(Stored data entries)

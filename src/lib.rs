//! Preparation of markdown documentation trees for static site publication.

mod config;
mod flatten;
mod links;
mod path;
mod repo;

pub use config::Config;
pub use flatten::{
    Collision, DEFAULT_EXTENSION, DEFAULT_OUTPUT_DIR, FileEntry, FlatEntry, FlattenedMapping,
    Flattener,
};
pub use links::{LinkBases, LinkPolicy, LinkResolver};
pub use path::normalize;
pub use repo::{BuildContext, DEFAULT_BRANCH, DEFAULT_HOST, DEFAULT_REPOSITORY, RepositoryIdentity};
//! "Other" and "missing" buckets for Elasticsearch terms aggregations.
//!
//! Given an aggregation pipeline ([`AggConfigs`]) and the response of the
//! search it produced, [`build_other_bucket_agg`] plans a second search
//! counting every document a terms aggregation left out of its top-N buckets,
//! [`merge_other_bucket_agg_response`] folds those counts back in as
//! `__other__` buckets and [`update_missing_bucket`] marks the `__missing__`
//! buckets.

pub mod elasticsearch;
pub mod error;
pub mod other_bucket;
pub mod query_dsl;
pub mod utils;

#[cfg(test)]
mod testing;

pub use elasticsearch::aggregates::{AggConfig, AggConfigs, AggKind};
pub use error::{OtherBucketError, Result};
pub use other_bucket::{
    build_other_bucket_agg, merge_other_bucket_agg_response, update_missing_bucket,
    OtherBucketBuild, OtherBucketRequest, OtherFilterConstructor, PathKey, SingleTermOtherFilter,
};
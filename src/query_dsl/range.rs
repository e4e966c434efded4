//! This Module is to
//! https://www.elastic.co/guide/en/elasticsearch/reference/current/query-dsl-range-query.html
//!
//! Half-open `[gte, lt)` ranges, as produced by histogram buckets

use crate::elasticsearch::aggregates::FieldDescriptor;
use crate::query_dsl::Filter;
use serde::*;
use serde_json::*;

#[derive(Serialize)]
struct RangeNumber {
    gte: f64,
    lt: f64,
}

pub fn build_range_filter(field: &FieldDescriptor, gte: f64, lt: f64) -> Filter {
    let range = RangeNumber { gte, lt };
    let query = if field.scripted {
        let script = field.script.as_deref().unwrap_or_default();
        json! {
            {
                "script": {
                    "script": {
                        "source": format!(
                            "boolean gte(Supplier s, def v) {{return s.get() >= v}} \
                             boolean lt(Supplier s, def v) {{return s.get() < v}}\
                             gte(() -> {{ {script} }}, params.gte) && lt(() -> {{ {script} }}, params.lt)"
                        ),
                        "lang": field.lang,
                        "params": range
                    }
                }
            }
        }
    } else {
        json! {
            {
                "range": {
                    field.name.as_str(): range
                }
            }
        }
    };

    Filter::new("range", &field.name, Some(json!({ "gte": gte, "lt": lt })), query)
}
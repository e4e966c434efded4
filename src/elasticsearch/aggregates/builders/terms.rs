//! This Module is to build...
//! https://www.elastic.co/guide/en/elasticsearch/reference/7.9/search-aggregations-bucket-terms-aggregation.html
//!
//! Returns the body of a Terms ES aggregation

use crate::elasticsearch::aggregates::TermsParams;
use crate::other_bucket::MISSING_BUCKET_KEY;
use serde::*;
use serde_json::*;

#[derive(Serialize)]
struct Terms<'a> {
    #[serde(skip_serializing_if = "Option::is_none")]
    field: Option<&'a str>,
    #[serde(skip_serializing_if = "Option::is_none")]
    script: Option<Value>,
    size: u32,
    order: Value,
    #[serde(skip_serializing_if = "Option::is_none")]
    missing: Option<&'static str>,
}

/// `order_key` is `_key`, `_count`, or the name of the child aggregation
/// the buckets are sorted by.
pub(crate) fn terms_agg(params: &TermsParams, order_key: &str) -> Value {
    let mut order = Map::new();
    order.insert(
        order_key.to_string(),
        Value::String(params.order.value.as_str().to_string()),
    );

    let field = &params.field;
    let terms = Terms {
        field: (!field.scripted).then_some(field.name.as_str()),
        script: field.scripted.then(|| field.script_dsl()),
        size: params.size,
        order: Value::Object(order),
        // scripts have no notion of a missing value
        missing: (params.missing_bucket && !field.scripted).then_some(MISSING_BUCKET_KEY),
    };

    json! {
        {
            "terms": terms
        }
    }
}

Work task:
If a line in the records contains the string "reference", copy it out.

Expected answer:
//! https://www.elastic.co/guide/en/elasticsearch/reference/current/query-dsl-range-query.html
//! https://www.elastic.co/guide/en/elasticsearch/reference/7.9/search-aggregations-bucket-terms-aggregation.html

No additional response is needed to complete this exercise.